ARGO Ocean Data Discovery & Visualization

A comprehensive platform for discovering, processing, and analyzing ARGO ocean float data. This project combines a high-performance Indian Ocean data system, an interactive research dashboard, and FloatChat—an AI-powered conversational interface for natural language data querying.

📖 About

The ARGO Ocean Data Discovery & Visualization platform is designed to make vast amounts of oceanographic data accessible and actionable.
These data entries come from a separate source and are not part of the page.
use crate::error::{MaritimeError, MaritimeResult};
use validator::{Validate, ValidationErrors};

pub fn validate_model<T: Validate>(model: &T) -> MaritimeResult<()> {
    match model.validate() {
        Ok(()) => Ok(()),
        Err(errors) => {
            let error_messages = format_validation_errors(&errors);
            Err(MaritimeError::validation("model", error_messages))
        }
    }
}

pub fn format_validation_errors(errors: &ValidationErrors) -> String {
    let mut messages = Vec::new();

    for (field, field_errors) in errors.field_errors() {
        for error in field_errors {
            let message = match &error.code {
                std::borrow::Cow::Borrowed("length") => {
                    format!("Length validation failed for field '{}'", field)
                }
                std::borrow::Cow::Borrowed("range") => {
                    format!("Value out of range for field '{}'", field)
                }
                std::borrow::Cow::Borrowed("required") => {
                    format!("Field '{}' is required", field)
                }
                _ => format!("Validation failed for field '{}': {}", field, error.code),
            };
            messages.push(message);
        }
    }

    messages.sort();
    messages.join(", ")
}

pub fn validate_file_type(file_name: &str, allowed_types: &[impl AsRef<str>]) -> MaritimeResult<()> {
    let extension = std::path::Path::new(file_name)
        .extension()
        .and_then(|ext| ext.to_str())
        .unwrap_or("")
        .to_lowercase();

    if !allowed_types.iter().any(|allowed| allowed.as_ref() == extension) {
        let allowed = allowed_types
            .iter()
            .map(|t| t.as_ref())
            .collect::<Vec<_>>()
            .join(", ");
        return Err(MaritimeError::validation(
            "file_type",
            format!("File type '{}' not allowed. Allowed types: {}", extension, allowed),
        ));
    }

    Ok(())
}

pub fn validate_file_size(file_size: u64, max_size: u64) -> MaritimeResult<()> {
    if file_size == 0 {
        return Err(MaritimeError::validation("file_size", "File is empty"));
    }

    if file_size > max_size {
        return Err(MaritimeError::validation(
            "file_size",
            format!("File size {} bytes exceeds maximum allowed size {} bytes", file_size, max_size),
        ));
    }

    Ok(())
}
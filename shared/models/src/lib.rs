//! # Maritime Requisition Domain Models
//!
//! Core types shared by the requisition intake pipeline. All models derive
//! serde for persistence and transport and `validator` for the invariants the
//! parser guarantees.
//!
//! ## Key Models
//!
//! - **Requisition**: header block of an uploaded sheet (vessel, port, dates, currency)
//! - **RequisitionItem**: one requested line, numbered in emission order
//! - **RequisitionStatus**: lifecycle once the requisition is stored

pub mod requisition;


pub use requisition::*;
//! Row Classification
//!
//! Content-sniffing predicates over a row's flattened cell text. ERP exports
//! repeat the column header inside the data and leave vendor pricing blocks in
//! the same sheet; neither may become a line item.

use super::reader::SheetRow;

/// Pairs of terms that together mark a repeated column-header row.
const HEADER_MARKERS: &[(&str, &str)] = &[("description", "quantity"), ("item name", "qty")];

/// Terms that mark vendor-filled quotation or pricing rows.
const PRICING_MARKERS: &[&str] = &[
    "quoted", "supplier", "vendor", "price", "discount", "total", "approval",
];

#[derive(Debug, Clone, Copy, PartialEq, Eq)]
pub enum RowKind {
    Header,
    Pricing,
    Candidate,
}

pub fn is_header_text(text: &str) -> bool {
    let text = text.to_lowercase();
    HEADER_MARKERS
        .iter()
        .any(|(a, b)| text.contains(a) && text.contains(b))
}

pub fn is_pricing_text(text: &str) -> bool {
    let text = text.to_lowercase();
    PRICING_MARKERS.iter().any(|marker| text.contains(marker))
}

/// Header rows win over pricing rows when both match.
pub fn classify(row: &SheetRow) -> RowKind {
    let text = row.text();
    if is_header_text(&text) {
        RowKind::Header
    } else if is_pricing_text(&text) {
        RowKind::Pricing
    } else {
        RowKind::Candidate
    }
}

#[cfg(test)]
mod tests {
    use super::*;

    #[test]
    fn test_header_rows() {
        assert!(is_header_text("No. Description Quantity Unit"));
        assert!(is_header_text("ITEM NAME QTY UOM"));
        assert!(!is_header_text("Description of pump seal"));
        assert!(!is_header_text("Item name only"));
    }

    #[test]
    fn test_pricing_rows() {
        assert!(is_pricing_text("Vendor Acme Price 100"));
        assert!(is_pricing_text("Quoted by supplier"));
        assert!(is_pricing_text("GRAND TOTAL"));
        assert!(is_pricing_text("Approval pending"));
        assert!(!is_pricing_text("Engine Oil 10 DRUM"));
    }

    #[test]
    fn test_classify_uses_cell_values_not_headers() {
        let item = SheetRow::from_pairs(3, [("Description", "Engine Oil"), ("Quantity", "10"), ("Unit Price", "")]);
        assert_eq!(classify(&item), RowKind::Candidate);

        let repeated_header =
            SheetRow::from_pairs(4, [("Description", "Description"), ("Quantity", "Quantity"), ("Unit Price", "")]);
        assert_eq!(classify(&repeated_header), RowKind::Header);

        let pricing = SheetRow::from_pairs(5, [("Description", "Vendor discount"), ("Quantity", "1"), ("Unit Price", "")]);
        assert_eq!(classify(&pricing), RowKind::Pricing);
    }
}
It specifically targets the Indian Ocean region, providing specialized tools to filter, store, and visualize float data with sub-second latency.

System Architecture

flowchart LR
  subgraph Client
    Dash[Dash Frontend]
  end
  subgraph Backend
    API[FastAPI RAG Service] -- & SQL --> DB[(SQLite/PG)]
    API -- Embeddings --> Chroma[(Chroma Vector DB)]
  end
  Dash -- HTTP --> API
  Dash -- Direct Read --> DB

How It Works

Data Ingestion: Processes raw global ARGO CSV data.
Geographic Filtering: Automatically extracts floats within the Indian Ocean boundaries (20°E-120°E, 40°S-25°N).
Intelligent Processing: Handles missing data with realistic filler generation based on regional parameters.
Storage: Stores processed profiles in an optimized SQLite database for fast access.
Visualization:
- Dashboard: Interactive maps and profile viewers options.
- RAG AI: Natural language queries converted to SQL or visualizations.

📁 Project Structure

ARGO Ocean Data Discovery & Visualization/
│
├── backend/                        # FastAPI RAG backend
│   └── rag_service.py              # Main API service
│
├── dash_frontend/                  # Frontend applications
│   ├── research_dashboard.py       # Main interactive dashboard
│   ├── simple_app.py               # Legacy/Simple interface
│   └── assets/                     # CSS and static assets
│
├── data/                           # Data storage
│   └── indian_ocean_floats.db      # Optimized SQLite database
│
├── src/                            # Core Python modules
│   ├── data_processor.py           # Core processing & filtering logic
│   ├── dashboard_data_integration.py # Bridge between DB and Dashboard
│   └── argo_float_rag.py           # RAG/LLM implementation
│
├── scripts/                        # Utility and setup scripts
│   ├── setup_indian_ocean_data.py  # Database initialization script
│   └── ingest.py                   # Data ingestion utilities
│
├── output/                         # Generated assets (plots, reports)
├── docs/                           # Documentation
├── requirements.txt                # Project dependencies
├── Dockerfile                      # Container configuration
└── README.md                       # This file


### Core Components

#### Data System (`src/data_processor.py`)
- **`IndianOceanArgoProcessor`**: Filters global data and creates the regional database.
- **`IndianOceanDataAccess`**: Provides optimized query methods (spatial, temporal, parametric).

#### Dashboard (`dash_frontend/`)
- **`research_dashboard.py`**: The primary UI for researchers, featuring map views, profile analysis, and regional filtering.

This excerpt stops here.